**Task**
State, as a number alone, how many lines of the entries contain the word "FakeSession".

─── Provided records

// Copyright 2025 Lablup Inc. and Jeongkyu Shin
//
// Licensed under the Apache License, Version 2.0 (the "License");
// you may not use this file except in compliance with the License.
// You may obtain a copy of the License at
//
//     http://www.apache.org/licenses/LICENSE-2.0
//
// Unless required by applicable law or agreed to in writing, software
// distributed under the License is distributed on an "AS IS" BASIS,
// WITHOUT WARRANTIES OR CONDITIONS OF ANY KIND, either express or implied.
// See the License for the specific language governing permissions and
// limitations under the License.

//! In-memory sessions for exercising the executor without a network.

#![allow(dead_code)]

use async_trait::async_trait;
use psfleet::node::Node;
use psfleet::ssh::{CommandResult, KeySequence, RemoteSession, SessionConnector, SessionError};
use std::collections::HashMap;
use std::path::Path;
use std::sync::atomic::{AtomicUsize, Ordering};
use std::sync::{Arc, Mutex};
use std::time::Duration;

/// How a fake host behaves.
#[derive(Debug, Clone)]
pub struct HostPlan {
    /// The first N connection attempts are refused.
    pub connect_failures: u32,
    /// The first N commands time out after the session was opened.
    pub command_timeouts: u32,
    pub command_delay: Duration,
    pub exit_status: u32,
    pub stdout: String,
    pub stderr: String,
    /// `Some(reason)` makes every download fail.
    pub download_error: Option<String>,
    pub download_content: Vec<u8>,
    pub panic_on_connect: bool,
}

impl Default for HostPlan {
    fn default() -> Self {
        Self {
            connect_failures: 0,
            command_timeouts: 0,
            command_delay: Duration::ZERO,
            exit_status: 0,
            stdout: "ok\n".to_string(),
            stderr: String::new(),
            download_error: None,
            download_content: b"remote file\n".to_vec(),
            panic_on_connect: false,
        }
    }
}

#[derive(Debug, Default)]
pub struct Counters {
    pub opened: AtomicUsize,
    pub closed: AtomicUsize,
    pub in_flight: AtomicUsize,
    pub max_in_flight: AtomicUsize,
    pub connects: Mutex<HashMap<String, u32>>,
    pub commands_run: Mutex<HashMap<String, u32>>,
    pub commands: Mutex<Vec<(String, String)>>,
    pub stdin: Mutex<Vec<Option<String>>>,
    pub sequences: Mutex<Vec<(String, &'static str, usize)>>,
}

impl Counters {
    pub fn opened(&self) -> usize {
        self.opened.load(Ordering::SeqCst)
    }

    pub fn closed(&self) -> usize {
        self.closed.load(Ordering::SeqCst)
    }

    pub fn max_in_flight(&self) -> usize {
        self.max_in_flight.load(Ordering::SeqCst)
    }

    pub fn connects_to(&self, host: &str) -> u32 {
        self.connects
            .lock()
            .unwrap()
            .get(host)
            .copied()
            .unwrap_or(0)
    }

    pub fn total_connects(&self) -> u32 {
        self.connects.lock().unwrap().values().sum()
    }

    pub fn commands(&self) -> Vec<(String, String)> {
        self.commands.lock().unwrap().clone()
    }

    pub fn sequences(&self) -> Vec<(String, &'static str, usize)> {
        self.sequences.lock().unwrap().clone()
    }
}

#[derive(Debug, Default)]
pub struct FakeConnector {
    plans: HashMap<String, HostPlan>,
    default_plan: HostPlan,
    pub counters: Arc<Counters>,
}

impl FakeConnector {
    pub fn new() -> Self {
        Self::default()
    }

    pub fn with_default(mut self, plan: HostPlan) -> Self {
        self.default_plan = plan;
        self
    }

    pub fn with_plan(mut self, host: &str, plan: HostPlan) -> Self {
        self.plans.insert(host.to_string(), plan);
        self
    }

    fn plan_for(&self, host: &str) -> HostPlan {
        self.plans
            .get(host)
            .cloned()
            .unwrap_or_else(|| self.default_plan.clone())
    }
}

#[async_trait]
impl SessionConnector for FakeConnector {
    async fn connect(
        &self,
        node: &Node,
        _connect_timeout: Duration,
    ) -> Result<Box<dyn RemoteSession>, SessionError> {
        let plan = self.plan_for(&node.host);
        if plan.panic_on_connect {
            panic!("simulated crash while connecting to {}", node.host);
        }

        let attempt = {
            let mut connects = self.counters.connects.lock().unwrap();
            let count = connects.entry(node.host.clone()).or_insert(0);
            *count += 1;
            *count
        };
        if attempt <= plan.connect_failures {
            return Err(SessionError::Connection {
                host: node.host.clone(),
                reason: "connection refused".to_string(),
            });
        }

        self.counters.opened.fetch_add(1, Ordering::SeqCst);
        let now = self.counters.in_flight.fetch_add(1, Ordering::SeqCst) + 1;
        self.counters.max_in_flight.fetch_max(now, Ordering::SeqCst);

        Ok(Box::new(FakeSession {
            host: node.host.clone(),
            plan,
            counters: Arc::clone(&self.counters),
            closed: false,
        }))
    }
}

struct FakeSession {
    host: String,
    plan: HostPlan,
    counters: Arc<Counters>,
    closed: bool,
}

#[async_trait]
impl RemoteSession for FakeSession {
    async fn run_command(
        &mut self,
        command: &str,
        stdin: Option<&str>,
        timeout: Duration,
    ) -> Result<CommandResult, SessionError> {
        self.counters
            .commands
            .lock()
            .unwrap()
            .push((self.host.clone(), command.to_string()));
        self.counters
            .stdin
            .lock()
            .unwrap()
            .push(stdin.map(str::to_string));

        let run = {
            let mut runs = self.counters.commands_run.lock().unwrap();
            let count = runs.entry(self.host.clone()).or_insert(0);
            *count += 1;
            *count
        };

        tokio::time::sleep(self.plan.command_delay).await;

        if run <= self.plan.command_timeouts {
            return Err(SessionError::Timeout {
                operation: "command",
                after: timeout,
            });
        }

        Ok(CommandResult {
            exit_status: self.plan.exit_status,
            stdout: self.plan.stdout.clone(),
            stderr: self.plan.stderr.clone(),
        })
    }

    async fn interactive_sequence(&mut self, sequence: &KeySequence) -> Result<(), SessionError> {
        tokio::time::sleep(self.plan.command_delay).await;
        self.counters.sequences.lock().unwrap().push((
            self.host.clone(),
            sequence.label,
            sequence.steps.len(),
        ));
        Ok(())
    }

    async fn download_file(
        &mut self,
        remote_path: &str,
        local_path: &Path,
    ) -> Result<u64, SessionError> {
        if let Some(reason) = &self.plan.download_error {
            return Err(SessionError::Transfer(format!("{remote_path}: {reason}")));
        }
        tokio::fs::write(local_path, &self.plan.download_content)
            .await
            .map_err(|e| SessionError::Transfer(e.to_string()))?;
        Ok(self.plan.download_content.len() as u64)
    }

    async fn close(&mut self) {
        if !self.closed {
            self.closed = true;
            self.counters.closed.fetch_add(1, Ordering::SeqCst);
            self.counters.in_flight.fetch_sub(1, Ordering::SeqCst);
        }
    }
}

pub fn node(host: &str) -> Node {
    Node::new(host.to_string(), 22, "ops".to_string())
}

──────

**Expected answer**
3